En Angleterre, toutes les skateuses connaissent Lois Pendlebury. C’est elle qui, dans les années 2000 leur a ouvert la voie dans le monde très masculin du skate. Alors quand presque du jour au lendemain on la voit quitter les bowls pour garder un troupeau de moutons à 2000 mètres dans les Alpes françaises, on s’interroge. Percy Dean, rédacteur en chef de feu « Document Skateboard Magazine », une référence dans le milieu, est donc allé voir dans les alpages ce qu’est devenue cette rideuse hors pair. Soutenu par Element, marque emblématique de skate, il en a tiré un film de 4 minutes, shooté comme une séquence de skate, rapide et concentré. De quoi nous donner envie d’en savoir plus.
Encens, belle lumière et séance de yoga, dans la petite cabane de Lois Pendlebury, ancienne skateuse devenue bergère, l’ambiance est idyllique. Gros plan sur une petite bibliothèque : entre deux livres de conjugaison française, des guides du dressage du border collie, merveilleux chien de berger. Lois en compte trois, dont Red, son chien de tête, son meilleur ami ces derniers temps. Dehors, il est secondé par Brutus et Big Dog, de solides bergers d’Anatolie, et cinq patous, dont deux femelles, Flora et Fleure – les loups ne sont jamais bien loin. Déjà quatre saisons que Red est aux côtés de la bergère et lui voue une amitié inconditionnelle, sans se demander comment cette Anglaise est arrivée là.
« Longtemps les bergers étaient suspectés d’être des sorciers. Juste parce qu’ils étaient loin de la ville et des règles, qu’ils étaient libres », raconte la jeune femme « Je viens de Bradford (nord de l’Angleterre, ndlr), ville célèbre au XIXe siècle pour l’industrie de la laine. Ca doit être dans mon sang de travailler avec des moutons ». Ça peut tenir comme explication, à moins qu’on aille chercher un peu plus loin. « J’ai quatre frères, j’ai grandi avec des garçons. Des quatre, j’étais de loin la plus aventureuse. Alors je faisais comme eux pour m’amuser. Et comme aucune autre fille ne faisait ces trucs de garçons, je le faisais toute seule. En fait, la plupart du temps, les activités des hommes sont vraiment marrantes. C’est eux qui font tous les trucs marrants.

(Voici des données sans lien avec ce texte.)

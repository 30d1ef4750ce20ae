use std::path::{Path, PathBuf};

use serde_json::Value;

const STATE_FILE: &str = "state.json";

pub fn state_path() -> anyhow::Result<PathBuf> {
    Ok(super::app_data_dir()?.join(STATE_FILE))
}

/// Returns the raw state document, or None when nothing usable is on disk.
/// A corrupt snapshot is treated as "no saved state", never a crash: the
/// file is rewritten after every queue mutation anyway.
pub fn load() -> Option<String> {
    load_from(&state_path().ok()?)
}

pub fn load_from(path: &Path) -> Option<String> {
    let text = std::fs::read_to_string(path).ok()?;
    if text.trim().is_empty() {
        return None;
    }
    Some(text)
}

pub fn save(doc: &Value) -> anyhow::Result<()> {
    save_to(&state_path()?, doc)
}

/// Whole-file overwrite, no partial/append persistence.
pub fn save_to(path: &Path, doc: &Value) -> anyhow::Result<()> {
    if let Some(parent) = path.parent() {
        std::fs::create_dir_all(parent)?;
    }
    std::fs::write(path, doc.to_string())?;
    Ok(())
}

#[cfg(test)]
mod tests {
    use super::*;
    use crate::core::queue::DownloadQueue;
    use crate::models::download::WorkItem;

    #[test]
    fn round_trip_through_disk() {
        let dir = tempfile::tempdir().unwrap();
        let path = dir.path().join("state.json");

        let mut q = DownloadQueue::new();
        q.enqueue(WorkItem::new("https://contoso.sharepoint.com/a"));
        let doc = q.export_state(None).unwrap();

        save_to(&path, &doc).unwrap();
        let text = load_from(&path).unwrap();
        let restored = DownloadQueue::import_state(&text).unwrap();
        assert_eq!(restored.len(), 1);
    }

    #[test]
    fn missing_or_empty_file_is_no_state() {
        let dir = tempfile::tempdir().unwrap();
        assert!(load_from(&dir.path().join("nope.json")).is_none());

        let empty = dir.path().join("empty.json");
        std::fs::write(&empty, "  \n").unwrap();
        assert!(load_from(&empty).is_none());
    }
}
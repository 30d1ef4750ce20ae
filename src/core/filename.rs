use std::path::{Path, PathBuf};
use std::sync::LazyLock;

use regex::Regex;
use unicode_normalization::UnicodeNormalization;

static WS_RE: LazyLock<Regex> = LazyLock::new(|| Regex::new(r"\s+").unwrap());

/// Maps filesystem-hostile characters to fullwidth lookalikes and collapses
/// whitespace, so a portal title is always usable as a file name.
pub fn sanitize_file_name(name: &str) -> String {
    let name: String = name.nfc().collect();
    let name = name.trim().replace(['\t', '\n', '\r'], "");
    let name = WS_RE.replace_all(&name, " ");
    let name = name.trim_end_matches([' ', '-', '.', ';']);

    let forbidden: &[(char, char)] = &[
        ('<', '＜'),
        ('>', '＞'),
        (':', '꞉'),
        ('"', '＂'),
        ('/', '⧸'),
        ('\\', '＼'),
        ('|', '｜'),
        ('?', '？'),
        ('*', ' '),
    ];

    let mut result = name.to_string();
    for (from, to) in forbidden {
        result = result.replace(*from, &to.to_string());
    }

    result.trim().to_string()
}

/// Per-item output folder wins over the global one; an empty global folder
/// falls back to `<downloads>/sharegrabVideos`.
pub fn output_folder(global: &str, item: &str) -> PathBuf {
    if !item.is_empty() {
        return PathBuf::from(item);
    }
    if !global.is_empty() {
        return PathBuf::from(global);
    }
    default_output_folder()
}

pub fn default_output_folder() -> PathBuf {
    dirs::download_dir()
        .unwrap_or_else(|| PathBuf::from("."))
        .join("sharegrabVideos")
}

/// Save-as override wins over the resolved title.
pub fn output_file_name(title: &str, saveas: &str) -> String {
    if saveas.is_empty() {
        title.to_string()
    } else {
        format!("{}.mp4", saveas)
    }
}

/// Joins folder and name, forces the `.mp4` extension and appends an
/// incrementing numeric suffix until the path does not exist on disk.
/// Calling it twice without creating the file returns the same path.
pub fn unique_output_path(folder: &Path, file_name: &str) -> PathBuf {
    let name = sanitize_file_name(file_name);
    let mut base = folder.join(&name);
    let has_mp4_ext = base
        .extension()
        .and_then(|e| e.to_str())
        .map(|e| e.eq_ignore_ascii_case("mp4"))
        .unwrap_or(false);
    if !has_mp4_ext {
        base.set_extension("mp4");
    }

    let stem = base
        .file_stem()
        .and_then(|s| s.to_str())
        .unwrap_or("video")
        .to_string();
    let mut candidate = base.clone();
    let mut i = 1u32;
    while candidate.exists() {
        candidate = folder.join(format!("{} {}.mp4", stem, i));
        i += 1;
    }
    candidate
}

#[cfg(test)]
mod tests {
    use super::*;

    #[test]
    fn sanitize_maps_forbidden_chars() {
        assert_eq!(sanitize_file_name("a:b?c"), "a꞉b？c");
    }

    #[test]
    fn sanitize_collapses_whitespace() {
        assert_eq!(sanitize_file_name("intro   part  1"), "intro part 1");
    }

    #[test]
    fn sanitize_trims_trailing_punctuation() {
        assert_eq!(sanitize_file_name("lecture 3 - "), "lecture 3");
    }

    #[test]
    fn sanitize_normalizes_to_nfc() {
        assert_eq!(sanitize_file_name("e\u{0301}"), "\u{00e9}");
    }

    #[test]
    fn output_file_name_prefers_saveas() {
        assert_eq!(output_file_name("Title.mp4", "renamed"), "renamed.mp4");
        assert_eq!(output_file_name("Title.mp4", ""), "Title.mp4");
    }

    #[test]
    fn output_folder_precedence() {
        assert_eq!(output_folder("/g", "/v"), PathBuf::from("/v"));
        assert_eq!(output_folder("/g", ""), PathBuf::from("/g"));
        assert!(output_folder("", "")
            .to_string_lossy()
            .ends_with("sharegrabVideos"));
    }

    #[test]
    fn unique_path_forces_mp4_extension() {
        let dir = tempfile::tempdir().unwrap();
        let p = unique_output_path(dir.path(), "lecture.webm");
        assert_eq!(p.extension().unwrap(), "mp4");
        let p = unique_output_path(dir.path(), "lecture");
        assert_eq!(p.extension().unwrap(), "mp4");
    }

    #[test]
    fn unique_path_is_stable_until_created() {
        let dir = tempfile::tempdir().unwrap();
        let first = unique_output_path(dir.path(), "video.mp4");
        let second = unique_output_path(dir.path(), "video.mp4");
        assert_eq!(first, second);
        assert!(!first.exists());
    }

    #[test]
    fn unique_path_increments_suffix_after_creation() {
        let dir = tempfile::tempdir().unwrap();
        let first = unique_output_path(dir.path(), "video.mp4");
        std::fs::write(&first, b"x").unwrap();
        let second = unique_output_path(dir.path(), "video.mp4");
        assert_eq!(second, dir.path().join("video 1.mp4"));
        std::fs::write(&second, b"x").unwrap();
        let third = unique_output_path(dir.path(), "video.mp4");
        assert_eq!(third, dir.path().join("video 2.mp4"));
    }
}
use std::io;
use std::net::{IpAddr, Ipv4Addr, UdpSocket};

/// Any routable public address works; nothing is ever sent to it.
const ROUTE_LOOKUP_ADDR: (Ipv4Addr, u16) = (Ipv4Addr::new(8, 8, 8, 8), 80);

/// Local IPv4 address of the interface carrying the default route.
///
/// Connecting a UDP socket only selects a route, so no traffic leaves the host.
pub fn default_route_ipv4() -> io::Result<Ipv4Addr> {
    let socket = UdpSocket::bind((Ipv4Addr::UNSPECIFIED, 0))?;
    socket.connect(ROUTE_LOOKUP_ADDR)?;

    match socket.local_addr()?.ip() {
        IpAddr::V4(ip) if !ip.is_unspecified() => Ok(ip),
        ip => Err(io::Error::new(
            io::ErrorKind::AddrNotAvailable,
            format!("no usable IPv4 source address (got {ip})"),
        )),
    }
}

/// Addresses the broadcaster sends from.
///
/// Explicit addresses win. Otherwise the default-route address is used, and
/// failing that the unspecified address, leaving the choice to the OS.
pub fn broadcast_sources(explicit: &[Ipv4Addr]) -> Vec<Ipv4Addr> {
    if !explicit.is_empty() {
        let mut sources = Vec::with_capacity(explicit.len());
        for ip in explicit {
            if !sources.contains(ip) {
                sources.push(*ip);
            }
        }
        return sources;
    }

    match default_route_ipv4() {
        Ok(ip) => vec![ip],
        Err(e) => {
            log::warn!("Could not determine source address, using 0.0.0.0: {}", e);
            vec![Ipv4Addr::UNSPECIFIED]
        }
    }
}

Je n’essayais pas vraiment d’aller à contre-courant parce que j’étais une fille, je voulais juste faire ce que j’avais envie de faire, c’est tout ».
« Quitter la scène du skate, un traumatisme »
Très tôt, pour elle, s’amuser comme les boys ce sera faire du skate. Une passion qui durera vingt ans et où elle va s’imposer comme l’une des meilleures au Royaume-Uni. « Je l’ai fait parce que c’est ça qui m’intéressait, pas du tout pour faire genre parce que les femmes y étaient rares », poursuit-elle. « Ça collait juste à ma personnalité et mon envie de faire quelque chose de physique et d’être dehors. Le skate m’a ouvert les yeux sur le monde, les voyages, la musique, l’art. Le skate c’est aussi la communauté, les amis. C’est ça le skate, ça te montre les choses sous un angle nouveau. Alors quand j’ai dû quitter tout ça, ça a été un vrai traumatisme pour moi. Mais avec les années, j’accusais le coup, et je m’étais blessée à la hanche. Est arrivé un moment où je n’étais plus au niveau des filles skateuses. Je voyais les potes participer à des events où j’aurais pu aller autrefois, j’étais vraiment contente pour elles, j’avais eu ‘so much fun’, mais c’était fini pour moi. Ca m’a pris du temps pour surmonter ce traumatisme. Mais j’ai découvert d’autres choses ».
Autre chose. Ce sera « La Bergère », « The Shepherdess », en anglais. Le titre du court métrage mis en ligne ce mercredi 22 novembre, que lui a consacré l’Anglais Percy Dean. Ex skateur lui même, ce journaliste la connait bien pour avoir suivi sa carrière dans « Document Skateboard Magazine » qu’il a longtemps dirigé avant de passer derrière la caméra pour le compte des plus grands noms du sport, notamment Element, marque qui a mis la main à la poche pour que son film, shooté en deux jours, existe.
Deux jours, c’est peu, mais suffisant, explique le réalisateur rencontré à Paris vendredi dernier pour la première du documentaire. « je ne sais pas faire du long, sans doute l’habitude de filmer du skate où tout est très rapide et où tu dois aller à l’essentiel. J’ai essayé de le monter en huit minutes, mais j’avais l’impression de tirer à la ligne. On reste un peu sur sa faim ? Oui peut-être mais certaines choses sont comme ça, des moments à prendre comme ils sont . Et puis je ne me vois pas forcer le trait et me lancer dans une grande bio de Lois. Pendant ces deux jours passés avec elle, l’été 2022, j’ai capté ce que j’ai pu attraper au vol. La caméra, elle connait, mais elle n’aime pas trop se dévoiler. J’ai pris ce qu’elle m’a donné, quelques confidences ».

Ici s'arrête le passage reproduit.